SERF Protein Is a Direct Modifier of Amyloid Fiber Assembly
S. Fabio Falsone,
N. Helge Meyer,
Evelyne Schrank,
Gerd Leitinger,
Chi L.L. Pham,
Michelle T. Fodero-Tavoletti,
Mats Holmberg,
Martin Dulle,
Benjamin Scicluna,
Bernd Gesslbauer,
Hanna-Marie Rückert,
Gabriel E. Wagner,
David A. Merle,
Ellen A. Nollen,
Andreas J. Kungl,
Andrew F. Hill,
Roberto Cappai,
Klaus Zangger
Affiliations
S. Fabio Falsone
Institute of Molecular Biology and Biochemistry, Center of Molecular Medicine, Medical University of Graz, 8010 Graz, Austria
N. Helge Meyer
Institute of Chemistry, University of Graz, 8010 Graz, Austria
Evelyne Schrank
Institute of Chemistry, University of Graz, 8010 Graz, Austria
Gerd Leitinger
Institute of Cell Biology, Histology and Embryology, Center of Molecular Medicine, Medical University of Graz, 8010 Graz, Austria
Chi L.L. Pham
Department of Pathology, Bio21 Molecular Science & Biotechnology Institute, The University of Melbourne, Victoria 3010 Australia
Michelle T. Fodero-Tavoletti
Department of Pathology, Bio21 Molecular Science & Biotechnology Institute, The University of Melbourne, Victoria 3010 Australia
Mats Holmberg
Department of Genetics, University Medical Centre Groningen, University of Groningen, 9700 RB Groningen, The Netherlands
Martin Dulle
Institute of Chemistry, University of Graz, 8010 Graz, Austria
Benjamin Scicluna
Department of Biochemistry and Molecular Biology, Bio21 Molecular Science & Biotechnology Institute, The University of Melbourne, Victoria 3010 Australia
Bernd Gesslbauer
Institute of Pharmaceutical Sciences, University of Graz, 8010 Graz, Austria
Hanna-Marie Rückert
Institute of Chemistry, University of Graz, 8010 Graz, Austria
Gabriel E. Wagner
Institute of Chemistry, University of Graz, 8010 Graz, Austria
David A. Merle
Institute of Molecular Biology and Biochemistry, Center of Molecular Medicine, Medical University of Graz, 8010 Graz, Austria
Ellen A. Nollen
Department of Genetics, University Medical Centre Groningen, University of Groningen, 9700 RB Groningen, The Netherlands
Andreas J. Kungl
Institute of Pharmaceutical Sciences, University of Graz, 8010 Graz, Austria
Andrew F. Hill
Department of Biochemistry and Molecular Biology, Bio21 Molecular Science & Biotechnology Institute, The University of Melbourne, Victoria 3010 Australia
Roberto Cappai
Department of Pathology, Bio21 Molecular Science & Biotechnology Institute, The University of Melbourne, Victoria 3010 Australia
Klaus Zangger
Institute of Chemistry, University of Graz, 8010 Graz, Austria
The inherent cytotoxicity of aberrantly folded protein aggregates contributes substantially to the pathogenesis of amyloid diseases.
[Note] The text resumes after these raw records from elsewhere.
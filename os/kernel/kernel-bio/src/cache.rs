//! The buffer pool, its hash buckets and CLOCK eviction.
//!
//! Lock order: the eviction lock comes before any bucket lock, and at most
//! one bucket lock is held at a time. A buffer's sleep lock is only ever
//! acquired with no spin lock held, except for the `try_lock` on a freshly
//! evicted victim, which cannot fail.

use alloc::boxed::Box;
use alloc::vec::Vec;
use core::fmt;
use core::ptr;
use core::sync::atomic::{AtomicU64, Ordering};
use kernel_info::fs::{NBUCKET, NBUF};
use kernel_sync::SpinMutex;
use log::{error, trace};

use crate::bucket::{Bucket, Links};
use crate::buf::{Buf, BufGuard, BufRef, NO_DEVICE, PinnedBuf};
use crate::device::BlockDevice;

#[derive(Debug, Copy, Clone, Eq, PartialEq)]
pub struct BioConfig {
    /// Buffers in the pool.
    pub nbuf: usize,
    /// Hash buckets over the block number.
    pub nbucket: usize,
}

impl Default for BioConfig {
    fn default() -> Self {
        Self {
            nbuf: NBUF,
            nbucket: NBUCKET,
        }
    }
}

#[derive(Debug, Clone, Eq, PartialEq, thiserror::Error)]
pub enum BioError {
    #[error("no buffers: all {nbuf} buffers are in use")]
    NoBuffers { nbuf: usize },
}

/// Lookup counters since the cache was created.
#[derive(Debug, Default, Copy, Clone, Eq, PartialEq)]
pub struct CacheStats {
    /// Lookups served by a buffer already holding the block.
    pub hits: u64,
    /// Lookups that recycled a buffer.
    pub misses: u64,
    /// Lookups that found every buffer in use.
    pub exhausted: u64,
}

/// One row of a [`BlockCache::dump`].
#[derive(Debug, Copy, Clone, Eq, PartialEq)]
pub struct BufState {
    pub bucket: usize,
    pub dev: u32,
    pub blockno: u32,
    pub refcnt: u32,
    pub recent: bool,
}

impl fmt::Display for BufState {
    fn fmt(&self, f: &mut fmt::Formatter<'_>) -> fmt::Result {
        write!(
            f,
            "bucket {}: no: {}, ref: {}, clk: {}",
            self.bucket,
            self.blockno,
            self.refcnt,
            u8::from(self.recent)
        )
    }
}

pub struct BlockCache<D> {
    device: D,
    bufs: Box<[Buf]>,
    links: Links,
    buckets: Box<[SpinMutex<Bucket>]>,
    /// Serializes misses. Guards the clock hand into `bufs`.
    evict: SpinMutex<usize>,
    hits: AtomicU64,
    misses: AtomicU64,
    exhausted: AtomicU64,
}

impl<D: BlockDevice> BlockCache<D> {
    /// Builds a pool of unassigned buffers, all linked into bucket 0.
    ///
    /// # Panics
    /// Panics if `config` asks for no buffers or no buckets.
    pub fn new(device: D, config: BioConfig) -> Self {
        let BioConfig { nbuf, nbucket } = config;
        assert!(nbuf > 0, "binit: empty buffer pool");
        assert!(nbucket > 0, "binit: no buckets");

        let links = Links::new(nbuf + nbucket);
        let mut buckets: Box<[SpinMutex<Bucket>]> = (0..nbucket)
            .map(|b| SpinMutex::new(Bucket::new(nbuf + b)))
            .collect();
        let bufs: Box<[Buf]> = (0..nbuf).map(|_| Buf::new()).collect();

        let home = bucket_index(0, nbucket);
        for i in 0..nbuf {
            buckets[home].get_mut().push_front(&links, i);
        }

        Self {
            device,
            bufs,
            links,
            buckets,
            evict: SpinMutex::new(0),
            hits: AtomicU64::new(0),
            misses: AtomicU64::new(0),
            exhausted: AtomicU64::new(0),
        }
    }

    /// Returns the buffer for `(dev, blockno)` with its exclusive lock
    /// held, recycling an idle buffer if the block is not cached.
    ///
    /// The payload is only meaningful if [`BufGuard::is_valid`]; use
    /// [`read`](Self::read) to have it filled from disk.
    ///
    /// # Errors
    /// [`BioError::NoBuffers`] if the block is not cached and every buffer
    /// is referenced.
    ///
    /// # Panics
    /// Panics if `dev` is the reserved [`NO_DEVICE`] id.
    pub fn get(&self, dev: u32, blockno: u32) -> Result<BufGuard<'_, D>, BioError> {
        assert_ne!(dev, NO_DEVICE, "bget: device id {dev} is reserved");
        let home = self.bucket_of(blockno);

        if let Some(i) = self.lookup(home, dev, blockno) {
            self.hits.fetch_add(1, Ordering::Relaxed);
            return Ok(BufGuard::new(self, i, self.bufs[i].lock.lock()));
        }

        let mut hand = self.evict.lock_irq();

        // Every insertion happens under the eviction lock, so a concurrent
        // miss for the same block is visible now.
        if let Some(i) = self.lookup(home, dev, blockno) {
            drop(hand);
            self.hits.fetch_add(1, Ordering::Relaxed);
            return Ok(BufGuard::new(self, i, self.bufs[i].lock.lock()));
        }

        let Some(victim) = self.evict_one(&mut hand) else {
            drop(hand);
            self.exhausted.fetch_add(1, Ordering::Relaxed);
            error!("bget: no buffers for {dev}/{blockno}");
            for row in self.dump() {
                error!("  {row}");
            }
            return Err(BioError::NoBuffers {
                nbuf: self.bufs.len(),
            });
        };

        let buf = &self.bufs[victim];
        // Nobody holds or waits for an unreferenced, unlinked buffer.
        let Some(mut data) = buf.lock.try_lock() else {
            panic!("bget: evicted buffer {victim} is locked");
        };
        data.valid = false;
        buf.retag(dev, blockno);
        self.buckets[home]
            .lock_irq()
            .push_front(&self.links, victim);
        drop(hand);

        self.misses.fetch_add(1, Ordering::Relaxed);
        trace!("bget: {dev}/{blockno} -> buf {victim}");
        Ok(BufGuard::new(self, victim, data))
    }

    /// Returns the locked buffer for `(dev, blockno)` holding the block's
    /// disk content. Reads from the device only if the buffer is not valid.
    ///
    /// # Errors
    /// As [`get`](Self::get).
    pub fn read(&self, dev: u32, blockno: u32) -> Result<BufGuard<'_, D>, BioError> {
        let mut b = self.get(dev, blockno)?;
        if !b.inner.valid {
            self.device.read_block(dev, blockno, &mut b.inner.data);
            b.inner.valid = true;
        }
        Ok(b)
    }

    /// Writes the buffer's payload to disk.
    ///
    /// # Panics
    /// Panics if the guard belongs to another cache or (in debug builds) if
    /// the calling context does not hold the buffer.
    pub fn write(&self, b: &BufGuard<'_, D>) {
        assert!(ptr::eq(b.held.cache, self), "bwrite: buffer of another cache");
        let buf = &self.bufs[b.held.index];
        debug_assert!(buf.lock.holding(), "bwrite: buffer not held");
        self.device
            .write_block(buf.dev(), buf.blockno(), &b.inner.data);
    }

    /// Releases the exclusive lock, then the reference. Same as dropping
    /// the guard.
    pub fn release(&self, b: BufGuard<'_, D>) {
        assert!(ptr::eq(b.held.cache, self), "brelse: buffer of another cache");
        drop(b);
    }

    /// Takes an extra reference that keeps the buffer from being recycled
    /// after `b` is released.
    pub fn pin<'a>(&'a self, b: &BufGuard<'a, D>) -> PinnedBuf<'a, D> {
        assert!(ptr::eq(b.held.cache, self), "bpin: buffer of another cache");
        let buf = &self.bufs[b.held.index];
        let _bucket = self.buckets[self.bucket_of(buf.blockno())].lock_irq();
        buf.pin();
        PinnedBuf {
            held: BufRef::new(self, b.held.index, "bunpin"),
        }
    }

    /// Gives up a reference taken by [`pin`](Self::pin).
    pub fn unpin(&self, p: PinnedBuf<'_, D>) {
        assert!(ptr::eq(p.held.cache, self), "bunpin: buffer of another cache");
        drop(p);
    }

    /// Holder count of the cached copy of `(dev, blockno)`, if any.
    #[must_use]
    pub fn ref_count(&self, dev: u32, blockno: u32) -> Option<u32> {
        let bucket = self.buckets[self.bucket_of(blockno)].lock_irq();
        bucket
            .iter(&self.links)
            .find(|&i| self.bufs[i].holds(dev, blockno))
            .map(|i| self.bufs[i].refcnt())
    }

    /// Number of buffers currently tagged `(dev, blockno)`.
    #[must_use]
    pub fn copies(&self, dev: u32, blockno: u32) -> usize {
        let bucket = self.buckets[self.bucket_of(blockno)].lock_irq();
        bucket
            .iter(&self.links)
            .filter(|&i| self.bufs[i].holds(dev, blockno))
            .count()
    }

    #[must_use]
    pub fn stats(&self) -> CacheStats {
        CacheStats {
            hits: self.hits.load(Ordering::Relaxed),
            misses: self.misses.load(Ordering::Relaxed),
            exhausted: self.exhausted.load(Ordering::Relaxed),
        }
    }

    /// State of every buffer, bucket by bucket. Each bucket is locked on
    /// its own, so the whole is not an atomic snapshot.
    #[must_use]
    pub fn dump(&self) -> Vec<BufState> {
        let mut rows = Vec::with_capacity(self.bufs.len());
        for (n, bucket) in self.buckets.iter().enumerate() {
            let bucket = bucket.lock_irq();
            rows.extend(bucket.iter(&self.links).map(|i| {
                let buf = &self.bufs[i];
                BufState {
                    bucket: n,
                    dev: buf.dev(),
                    blockno: buf.blockno(),
                    refcnt: buf.refcnt(),
                    recent: buf.is_recent(),
                }
            }));
        }
        rows
    }

    #[must_use]
    pub const fn device(&self) -> &D {
        &self.device
    }

    #[must_use]
    pub fn config(&self) -> BioConfig {
        BioConfig {
            nbuf: self.bufs.len(),
            nbucket: self.buckets.len(),
        }
    }

    /// Takes a reference on the cached copy of `(dev, blockno)`.
    fn lookup(&self, home: usize, dev: u32, blockno: u32) -> Option<usize> {
        let bucket = self.buckets[home].lock_irq();
        let i = bucket
            .iter(&self.links)
            .find(|&i| self.bufs[i].holds(dev, blockno))?;
        self.bufs[i].acquire_ref();
        Some(i)
    }

    /// CLOCK scan over up to two rounds of the pool, starting at the hand.
    ///
    /// Idle buffers with the clock bit set lose it and survive this pass;
    /// the first idle buffer without it is unlinked and returned, and the
    /// hand moves past it.
    fn evict_one(&self, hand: &mut usize) -> Option<usize> {
        debug_assert!(self.evict.holding(), "bget: eviction lock not held");
        let n = self.bufs.len();
        for step in 0..2 * n {
            let i = (*hand + step) % n;
            let buf = &self.bufs[i];
            // The block number only changes under the eviction lock we hold.
            let mut bucket = self.buckets[self.bucket_of(buf.blockno())].lock_irq();
            if buf.refcnt() != 0 {
                continue;
            }
            if buf.is_recent() {
                buf.set_recent(false);
                continue;
            }
            bucket.remove(&self.links, i);
            *hand = (i + 1) % n;
            return Some(i);
        }
        None
    }
}

impl<D> BlockCache<D> {
    pub(crate) fn buf(&self, index: usize) -> &Buf {
        &self.bufs[index]
    }

    /// Drops one reference under the buffer's bucket lock.
    pub(crate) fn unref(&self, index: usize, op: &str) {
        let buf = &self.bufs[index];
        let _bucket = self.buckets[self.bucket_of(buf.blockno())].lock_irq();
        buf.drop_ref(op);
    }

    fn bucket_of(&self, blockno: u32) -> usize {
        bucket_index(blockno, self.buckets.len())
    }
}

impl<D> fmt::Debug for BlockCache<D> {
    fn fmt(&self, f: &mut fmt::Formatter<'_>) -> fmt::Result {
        f.debug_struct("BlockCache")
            .field("nbuf", &self.bufs.len())
            .field("nbucket", &self.buckets.len())
            .finish_non_exhaustive()
    }
}

fn bucket_index(blockno: u32, nbucket: usize) -> usize {
    // u32 always fits usize on the targets this kernel supports
    usize::try_from(blockno).map_or(0, |b| b % nbucket)
}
It was recently shown that a class of evolutionary conserved proteins, called MOAG-4/SERF, profoundly alter amyloid toxicity via an autonomous but yet unexplained mode. We show that the biological function of human SERF1a originates from its atypical ability to specifically distinguish between amyloid and nonamyloid aggregation. This inherently unstructured protein directly affected the aggregation kinetics of a broad range of amyloidogenic proteins in vitro, while being inactive against nonamyloid aggregation. A representative biophysical analysis of the SERF1a:α-synuclein (aSyn) complex revealed that the amyloid-promoting activity resulted from an early and transient interaction, which was sufficient to provoke a massive increase of soluble aSyn amyloid nucleation templates. Therefore, the autonomous amyloid-modifying activity of SERF1a observed in living organisms relies on a direct and dedicated manipulation of the early stages in the amyloid aggregation pathway.